Jinglecraft

CS 7641 Project Proposal(Team 04)

Anirudh Prabakaran, Himanshu Mangla, Shaili Dalmia, Vaibhav Bhosale, Vijay Saravana Jaishanker

Proposal Video

Introduction/Background:

“You are what you stream” - Music is often thought to be one of the best and most fun ways to get to know a person. Spotify with a net worth of over $26 Billion is reigning the music streaming industry. Machine Learning is at the core of their research and they have invested significant engineering effort to answer the ultimate question “What kind of music are you into?”

There is also an interesting correlation between music and user mood. Certain types of music can be attributed to certain moods among people. This information can be potentially exploited by ML researchers, to understand more about their users.

The use of Machine Learning to retrieve such valuable information from music has been well-explored in academia. Much of the highly cited prior work [1,2] in this area dates to over two decades ago when significant work was done through pre-processing raw audio tracks for features like timbre, rhythm and pitch among others.

The advent of machine learning has created new opportunities in music analysis through the visualizations of audio achieved through spectral transformations. This has opened the frontiers to apply the knowledge developed for image classification into this problem.

Problem Definition:

In this project, we want to compare music analysis done using the audio metadata based approach to the spectral image content based approach using multiple machine learning techniques such as logistic regression, decision trees, etc. We would be using the following tasks for our analysis:

Genre Classification[1,2]
Mood Prediction[3]

Methods:

For both the tasks - genre classification and mood prediction, we want to compare the outcome of both the metadata-based approach and the content-based approach using multiple ML techniques. For the metadata-based approach, we plan to use the following algorithms:
Supervised: Logistic Regression, Decision Trees, Random Forest, Support Vector Machines, K-Nearest Neighbor
Unsupervised: K-Means, Gaussian Mixture Models, DBSCAN, Hierarchical Clustering

Similarly, we will utilize both supervised and unsupervised methods for the content-based approach. These include:
Supervised: Convolutional Neural Networks, Convolutional Recurrent Neural Network
Unsupervised: Self-Organizing Maps

We plan to use the following datasets(and APIs) for our project:

Potential results and Discussion:

Using the techniques discussed above, we hope to answer the key question of comparing the performance of a metadata-based approach with the content-based one for both the tasks (genre classification and mood prediction). We will be using the standard metrics like precision, recall and the F1 score for each genre/mood to achieve this comparison.

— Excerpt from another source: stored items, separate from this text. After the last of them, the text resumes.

// SPDX-License-Identifier: AGPL-3.0-or-later
//
// Copyright (C) 2026 Relational Network

//! Webhook delivery of account entries.

use std::time::Duration;

use async_trait::async_trait;
use reqwest::header::{HeaderName, HeaderValue};
use reqwest::Client;

use super::{NotificationSink, SinkError};
use crate::ledger::AccountEntry;

const DELIVERY_TIMEOUT: Duration = Duration::from_secs(15);

/// POSTs each entry as JSON to a fixed callback URL.
pub struct WebhookSink {
    http: Client,
    url: String,
    header: Option<(HeaderName, HeaderValue)>,
}

impl WebhookSink {
    pub fn new(url: &str, header: Option<(&str, &str)>) -> Result<Self, SinkError> {
        let header = header
            .map(|(name, value)| {
                let name = HeaderName::from_bytes(name.as_bytes())
                    .map_err(|e| SinkError::Config(format!("header name {name:?}: {e}")))?;
                let value = HeaderValue::from_str(value)
                    .map_err(|e| SinkError::Config(format!("header value: {e}")))?;
                Ok::<_, SinkError>((name, value))
            })
            .transpose()?;

        let http = Client::builder()
            .timeout(DELIVERY_TIMEOUT)
            .build()
            .map_err(|e| SinkError::Config(format!("failed to build HTTP client: {e}")))?;

        Ok(Self {
            http,
            url: url.to_string(),
            header,
        })
    }
}

#[async_trait]
impl NotificationSink for WebhookSink {
    async fn deliver(&self, entry: &AccountEntry) -> Result<(), SinkError> {
        let mut request = self.http.post(&self.url).json(entry);
        if let Some((name, value)) = &self.header {
            request = request.header(name.clone(), value.clone());
        }

        let response = request
            .send()
            .await
            .map_err(|e| SinkError::Request(e.to_string()))?;
        if !response.status().is_success() {
            return Err(SinkError::Rejected {
                status: response.status().as_u16(),
            });
        }
        Ok(())
    }
}

/// Acknowledges every entry without I/O. Used when no callback URL is set.
pub struct NoopSink;

#[async_trait]
impl NotificationSink for NoopSink {
    async fn deliver(&self, _entry: &AccountEntry) -> Result<(), SinkError> {
        Ok(())
    }
}
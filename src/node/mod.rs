// SPDX-License-Identifier: AGPL-3.0-or-later
//
// Copyright (C) 2026 Relational Network

//! External collaborators: the ledger node and the proof-of-work service.
//!
//! The engine only depends on the [`LedgerNode`] and [`Worker`] traits;
//! [`http`] provides the reqwest-backed implementations used in production.

pub mod http;

use async_trait::async_trait;
use futures::stream::BoxStream;

use crate::error::WalletError;
use crate::ledger::{AccountEntry, Address, Block, LedgerSnapshot, Receivable, Transaction, Work};

pub use http::{HttpLedgerNode, HttpWorker};

#[derive(Debug, Clone, thiserror::Error)]
pub enum NodeError {
    #[error("request failed: {0}")]
    Request(String),

    #[error("request rejected with {status}: {body}")]
    Rejected { status: u16, body: String },

    #[error("invalid response: {0}")]
    Decode(String),

    #[error("stream failed: {0}")]
    Stream(String),
}

/// A 4xx answer is final for the request that caused it, except timeouts
/// and throttling. Everything else may succeed on retry.
impl From<NodeError> for WalletError {
    fn from(error: NodeError) -> Self {
        match &error {
            NodeError::Rejected { status: 409, .. } => WalletError::Conflict(error.to_string()),
            NodeError::Rejected { status: 408 | 429, .. } => {
                WalletError::Transient(error.to_string())
            }
            NodeError::Rejected { status: 400..=499, .. } => {
                WalletError::InvalidInput(error.to_string())
            }
            _ => WalletError::Transient(error.to_string()),
        }
    }
}

pub type NodeStream<T> = BoxStream<'static, Result<T, NodeError>>;

#[async_trait]
pub trait LedgerNode: Send + Sync {
    /// Current snapshots of the given accounts. Unopened accounts are absent.
    async fn account_snapshots(
        &self,
        addresses: &[Address],
    ) -> Result<Vec<LedgerSnapshot>, NodeError>;

    /// Submit a signed transaction. Returns once accepted, not once final.
    async fn publish(&self, transaction: &Transaction) -> Result<(), NodeError>;

    /// Live stream of transfers receivable by any of `addresses`.
    async fn receivable_stream(
        &self,
        addresses: &[Address],
    ) -> Result<NodeStream<Receivable>, NodeError>;

    /// Entries of one account chain, heights `from_height..=to_height`.
    async fn account_entries(
        &self,
        address: &Address,
        from_height: u64,
        to_height: u64,
    ) -> Result<NodeStream<AccountEntry>, NodeError>;
}

#[async_trait]
pub trait Worker: Send + Sync {
    async fn work(&self, block: &Block) -> Result<Work, NodeError>;
}
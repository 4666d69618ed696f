// SPDX-License-Identifier: AGPL-3.0-or-later
//
// Copyright (C) 2026 Relational Network

use axum::{
    http::StatusCode,
    response::{IntoResponse, Response},
    Json,
};
use serde::Serialize;

/// Error taxonomy shared by the vault, the account engine and the notifier.
#[derive(Debug, Clone, PartialEq, Eq, thiserror::Error)]
pub enum WalletError {
    /// Unknown address, wallet or unopened account.
    #[error("{0}")]
    NotFound(String),

    /// Stale-height send race or concurrent record update.
    #[error("{0}")]
    Conflict(String),

    /// Insufficient balance, malformed or wrong key, bad request data.
    #[error("{0}")]
    InvalidInput(String),

    /// The wallet holding the key material is locked.
    #[error("{0}")]
    Locked(String),

    /// Ledger, worker or store temporarily unreachable.
    #[error("{0}")]
    Transient(String),

    /// Unrecoverable condition, aborts startup.
    #[error("{0}")]
    Fatal(String),

    /// Shutdown interrupted a pending operation.
    #[error("operation cancelled by shutdown")]
    Cancelled,
}

pub type WalletResult<T> = Result<T, WalletError>;

#[derive(Debug)]
pub struct ApiError {
    pub status: StatusCode,
    pub message: String,
}

#[derive(Serialize)]
struct ErrorBody {
    error: String,
}

impl ApiError {
    pub fn new(status: StatusCode, message: impl Into<String>) -> Self {
        Self {
            status,
            message: message.into(),
        }
    }

    pub fn not_found(message: impl Into<String>) -> Self {
        Self::new(StatusCode::NOT_FOUND, message)
    }

    pub fn bad_request(message: impl Into<String>) -> Self {
        Self::new(StatusCode::BAD_REQUEST, message)
    }
}

impl From<WalletError> for ApiError {
    fn from(error: WalletError) -> Self {
        let status = match &error {
            WalletError::NotFound(_) => StatusCode::NOT_FOUND,
            WalletError::Conflict(_) => StatusCode::CONFLICT,
            WalletError::InvalidInput(_) => StatusCode::BAD_REQUEST,
            WalletError::Locked(_) => StatusCode::LOCKED,
            WalletError::Transient(_) | WalletError::Cancelled => StatusCode::SERVICE_UNAVAILABLE,
            WalletError::Fatal(_) => StatusCode::INTERNAL_SERVER_ERROR,
        };
        Self::new(status, error.to_string())
    }
}

impl IntoResponse for ApiError {
    fn into_response(self) -> Response {
        let body = Json(ErrorBody {
            error: self.message,
        });
        (self.status, body).into_response()
    }
}

#[cfg(test)]
mod tests {
    use super::*;
    use axum::body::to_bytes;

    #[test]
    fn constructors_set_status_and_message() {
        let nf = ApiError::not_found("missing");
        assert_eq!(nf.status, StatusCode::NOT_FOUND);
        assert_eq!(nf.message, "missing");

        let bad = ApiError::bad_request("bad");
        assert_eq!(bad.status, StatusCode::BAD_REQUEST);
        assert_eq!(bad.message, "bad");
    }

    #[test]
    fn wallet_errors_map_to_statuses() {
        let cases = [
            (WalletError::NotFound("x".into()), StatusCode::NOT_FOUND),
            (WalletError::Conflict("x".into()), StatusCode::CONFLICT),
            (WalletError::InvalidInput("x".into()), StatusCode::BAD_REQUEST),
            (WalletError::Locked("x".into()), StatusCode::LOCKED),
            (WalletError::Transient("x".into()), StatusCode::SERVICE_UNAVAILABLE),
            (WalletError::Cancelled, StatusCode::SERVICE_UNAVAILABLE),
            (WalletError::Fatal("x".into()), StatusCode::INTERNAL_SERVER_ERROR),
        ];

        for (error, status) in cases {
            assert_eq!(ApiError::from(error).status, status);
        }
    }

    #[tokio::test]
    async fn into_response_returns_json_body() {
        let response = ApiError::from(WalletError::Conflict("stale height".into())).into_response();
        assert_eq!(response.status(), StatusCode::CONFLICT);

        let body_bytes = to_bytes(response.into_body(), usize::MAX).await.unwrap();
        let body = String::from_utf8(body_bytes.to_vec()).unwrap();
        assert_eq!(body, r#"{"error":"stale height"}"#);
    }
}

Additionally, we are also interested in analyzing the correlation between the music genres identified by the model with the moods predicted.

Proposed Timeline

References

[1] Tzanetakis, G., & Cook, P. (2002). Musical genre classification of audio signals. IEEE Transactions on speech and audio processing, 10(5), 293-302.
[2] Scaringella, N., Zoia, G., & Mlynek, D. (2006). Automatic genre classification of music content: a survey. IEEE Signal Processing Magazine, 23(2), 133-141.
[3] Delbouys, R., Hennequin, R., Piccoli, F., Royo-Letelier, J., & Moussallam, M. (2018). Music mood detection based on audio and lyrics with deep neural net. arXiv preprint arXiv:1809.07276.
[4] Kaggle Million Song Dataset : https://www.kaggle.com/c/msdchallenge
[5] Music Genre Classification | GTZAN Dataset : https://www.kaggle.com/andradaolteanu/gtzan-dataset-music-genre-classification
[6] Spotify APIs : https://developer.spotify.com/discover/

Stretch Goals

If we are able to finish the above mentioned analysis sooner, we would like to explore the following two questions as our stretch goals:

Can we address the difference between the metadata-based approach and the content-based one in terms of the information captured?
Can we use a multimodal approach taking elements from both the metadata-based and content-based approaches to develop a more sophisticated model.?